My father had a quiet secret. He never talked about it and I saw it only once, sideways.
His early life was difficult and without his father. His parents had separated when he was a baby and he only knew his father briefly. They attempted reconciliation when he was eight years old but it only lasted a few months until his father returned to his life “in the merchant marine.” Dad never heard from him again
I always knew his mother by the name of her second husband, not ours, which I found odd as a small child. She was Grandma M not Grandma C. That was as interesting to me as her first name, Gertrude. I've never known anyone else named Gertrude. My father called her “Mother” and my mother called her Gerry, not “Ma,” the name everyone including my father called my mother's mother. Grandma M lived in California and we in Minnesota and I met her only once, when I was three. My memory of that is taking a shower with her and my sister. She was the only adult I'd ever seen naked which I noticed but had no opinion about. I thought she was wonderful when she showed us how to dry our backs by slinging the towel behind us and pulling it back and forth. She had worked as a waitress on cruise ships in the 1920s and '30s, leaving my father to be raised largely by his grandparents but shifted among relatives at times. He had an aunt, Gloria, who was either nine or twelve days older or younger than he depending on who you talk to. Mother and grandmother are said to have been in the same hospital at the same time, having babies.
In 1933 his grandparents left Philadelphia, ultimately to land in California. I don't know why they moved but, given the date and their mode of transportation, imagine it had to do with the Depression. Dad was left with his mother's brother in Philadelphia to be there when his mother's ship came in to port.
After his mother returned to sea, Dad joined his grandparents' family, either in Texas or California, travelling across the country by train, all alone. He briefly attended a Seventh Day Adventist boarding school in Waco, Texas at Mount Carmel, the location that became famous for David Koresh and the 1993 FBI siege. He ran away from there so frequently that he was soon kicked out. At least one of the times he ran away, he rowed across the very big lake the school was on. He was between six and eight years old. I never learned if his grandparents lived in Waco during that time or if they had already moved on to California.
In his teens he lived with his mother and her second husband, an affluent executive, and attended Beverly Hills High School. From the few stories it that he told, it sounds like he was a problem child. He lost most of his teeth in a car crash and he wore a zoot suit.
He loved Cab Callowaywho is wearing a zoot suit
Aunt Gloria recently sent me a batch of old pictures
He was a cook's assistant in the navy and saw action in the South Pacific. He didn't talk much about that experience apart from his constant, violent seasickness, but was offended when I bought a Japanese car, from “... the people who tried to kill your father,” he said. Until the day he died, despite considerable recreational boating, he got seasick easily and he was always a good cook.

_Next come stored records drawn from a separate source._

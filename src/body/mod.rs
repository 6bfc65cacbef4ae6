//! Parametric body: measurements in, skinned GLB out.

pub mod export;
pub mod measurements;
pub mod mesh;
pub mod skeleton;

use std::future::Future;

pub use export::{build_glb, is_glb};
pub use measurements::{MeasurementDraft, MeasurementKey, Measurements, SliderRange};
pub use mesh::{BodyShapeResponse, SkinnedMeshData};
pub use skeleton::{BodySkeleton, BONE_COUNT, BONE_NAMES, PARENT_INDICES};

use crate::error::Result;

/// Destination for an exported GLB; returns the URL path it is served at
pub trait GlbSink {
    fn store(&self, bytes: Vec<u8>) -> impl Future<Output = Result<String>> + Send;
}

/// Turn a body-shape response into a stored GLB.
///
/// Any failure is logged and returned; nothing is retried.
pub async fn create_and_save_glb<S: GlbSink + Sync>(
    response: BodyShapeResponse,
    sink: &S,
) -> Result<String> {
    let glb = response
        .into_mesh_data()
        .and_then(|mesh| {
            tracing::debug!(
                "Building GLB: {} vertices, {} triangles",
                mesh.vertex_count(),
                mesh.faces.len()
            );
            build_glb(&mesh)
        })
        .map_err(|e| {
            tracing::error!("Error creating mesh: {}", e);
            e
        })?;

    let size = glb.len();
    match sink.store(glb).await {
        Ok(url) => {
            tracing::info!("Mesh saved to {} ({} bytes)", url, size);
            Ok(url)
        }
        Err(e) => {
            tracing::error!("Error uploading GLB: {}", e);
            Err(e)
        }
    }
}
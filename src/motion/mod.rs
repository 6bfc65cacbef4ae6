//! Skeletal animation: BVH clips, playback and retargeting

pub mod bvh;
pub mod player;
pub mod retarget;

pub use bvh::{BvhClip, BvhJoint, Channel, JointTransform};
pub use player::{BvhPose, ClipPlayer};
pub use retarget::{strip_prefix, RetargetMap};
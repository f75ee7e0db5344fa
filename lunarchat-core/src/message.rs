//! Message data structures and the append-only message log

use chrono::{DateTime, Utc};
use serde::{Deserialize, Serialize};

use crate::report::AnalysisReport;

/// Who authored a message
#[derive(Debug, Clone, Copy, PartialEq, Eq, Serialize, Deserialize)]
#[serde(rename_all = "lowercase")]
pub enum Role {
    /// The human on the other side of the chat
    User,
    /// The analysis service
    Bot,
    /// Status lines produced by the coordinator itself
    System,
}

impl Role {
    pub fn as_str(&self) -> &'static str {
        match self {
            Role::User => "user",
            Role::Bot => "bot",
            Role::System => "system",
        }
    }
}

/// An image reference carried inside a message
#[derive(Debug, Clone, PartialEq, Eq, Serialize, Deserialize)]
pub struct ImageAttachment {
    /// URL the image can be displayed from
    pub url: String,
    /// Server-issued handle, present once the upload was confirmed
    #[serde(skip_serializing_if = "Option::is_none")]
    pub handle: Option<String>,
}

/// Message payload, tagged so renderers can match exhaustively
#[derive(Debug, Clone, PartialEq, Serialize, Deserialize)]
#[serde(tag = "type", content = "value", rename_all = "snake_case")]
pub enum MessageContent {
    /// Plain text
    Text(String),
    /// An uploaded or staged image
    Image(ImageAttachment),
    /// A structured analysis result, displayed as a key/value block
    Report(AnalysisReport),
}

impl MessageContent {
    /// Create a text payload
    pub fn text(text: impl Into<String>) -> Self {
        MessageContent::Text(text.into())
    }
}

/// A single chat message, immutable once appended
#[derive(Debug, Clone, PartialEq, Serialize, Deserialize)]
pub struct Message {
    /// Monotonically increasing id within one session, never reused
    pub id: u64,
    /// Message author
    pub role: Role,
    /// Message payload
    pub content: MessageContent,
    /// Append time
    pub created_at: DateTime<Utc>,
}

/// Append-only ordered record of one session's conversation.
///
/// There is deliberately no deletion operation; history is permanent for
/// the lifetime of the session.
#[derive(Debug, Clone, Default, Serialize, Deserialize)]
pub struct MessageLog {
    messages: Vec<Message>,
    next_id: u64,
}

impl MessageLog {
    /// Create an empty log
    pub fn new() -> Self {
        Self::default()
    }

    /// Append a message, assigning the next monotonic id.
    ///
    /// Never fails; deciding whether a message belongs in the log is the
    /// caller's job.
    pub fn append(&mut self, role: Role, content: MessageContent) -> &Message {
        let id = self.next_id;
        self.next_id += 1;
        self.messages.push(Message {
            id,
            role,
            content,
            created_at: Utc::now(),
        });
        // push above guarantees the vec is non-empty
        self.messages.last().unwrap()
    }

    /// Ordered view of the log for rendering; callers must not mutate it
    pub fn snapshot(&self) -> &[Message] {
        &self.messages
    }

    /// Number of messages in the log
    pub fn len(&self) -> usize {
        self.messages.len()
    }

    /// Whether the log is empty
    pub fn is_empty(&self) -> bool {
        self.messages.is_empty()
    }

    /// Last message, if any
    pub fn last(&self) -> Option<&Message> {
        self.messages.last()
    }
}

#[cfg(test)]
mod tests {
    use super::*;

    #[test]
    fn test_append_assigns_monotonic_ids() {
        let mut log = MessageLog::new();
        let a = log.append(Role::User, MessageContent::text("Hello")).id;
        let b = log.append(Role::Bot, MessageContent::text("Hi there!")).id;
        let c = log.append(Role::System, MessageContent::text("note")).id;

        assert!(a < b && b < c);
        assert_eq!(log.len(), 3);
    }

    #[test]
    fn test_snapshot_preserves_append_order() {
        let mut log = MessageLog::new();
        for i in 0..10 {
            log.append(Role::User, MessageContent::text(format!("Message {}", i)));
        }

        let snapshot = log.snapshot();
        assert_eq!(snapshot.len(), 10);
        for (i, msg) in snapshot.iter().enumerate() {
            assert_eq!(msg.content, MessageContent::text(format!("Message {}", i)));
        }
    }

    #[test]
    fn test_earlier_snapshot_is_prefix_of_later() {
        let mut log = MessageLog::new();
        log.append(Role::System, MessageContent::text("first"));
        let before: Vec<Message> = log.snapshot().to_vec();

        log.append(Role::User, MessageContent::text("second"));
        let after = log.snapshot();

        assert_eq!(&after[..before.len()], &before[..]);
    }

    #[test]
    fn test_content_roundtrip() {
        let content = MessageContent::Image(ImageAttachment {
            url: "https://example.com/img/42.png".to_string(),
            handle: Some("img-42".to_string()),
        });

        let json = serde_json::to_string(&content).unwrap();
        let back: MessageContent = serde_json::from_str(&json).unwrap();
        assert_eq!(back, content);
    }
}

In 1990 my parents visited me in Maryland. One day they took a side trip up to Philadelphia. Dad had been dabbling in genealogy and they wanted to look up some family records. When they returned late that night I was reading in the family room and Dad laid a slip of paper on my book, his parents' marriage certificate. It took a long fraction of a second for it to register in my mind what I was seeing, at first I only recognized my father's signature. But in that long fraction of a second it dawned on me that it was not my father's signature – it was his father's, of course, and it was almost identical to his own.
It was the only document they brought back from Philadelphia.
Dad commented very briefly about his search and I only remember a part of what he said: “You always wonder ...” I don't know if he used the word “bastard.” I think he did.
His interest in genealogy lapsed after that.
As my mother suffered intense and dramatic shame over her premarital pregnancy, my father quietly carried a deep fear that he was, literally, a bastard. I sympathize but as a child of the sixties understand only on a cerebral level. I see now why my sister was sent to a Wage Home and then a Salvation Army Booth Home when she got pregnant in 1970 at sixteen* and perhaps why my father went so uncharacteristically berserk when he found out I was sexually active. (And when he heard that Larry Pfeiffer had given me a quick kiss on the cheek when I was six, come to think of it.) I expected my father's intellectualism to free him from my mother's rigid religious sexual superstition and on some levels I think it did. Apparently intellect could not protect him from his deep emotional scars.
* No idea what either set of parents was thinking when they forbade them from living together after they got married and it conjures a picture of such an impenetrable tangle of crazy I can't think about it for long. Out-Catholic-ing** each other maybe? No idea. Sympathy has to stop somewhere.
** "I hate sex way more than you do." (We only had nine kids, they had 12 or 13. You go ahead and figure it out, I can't.)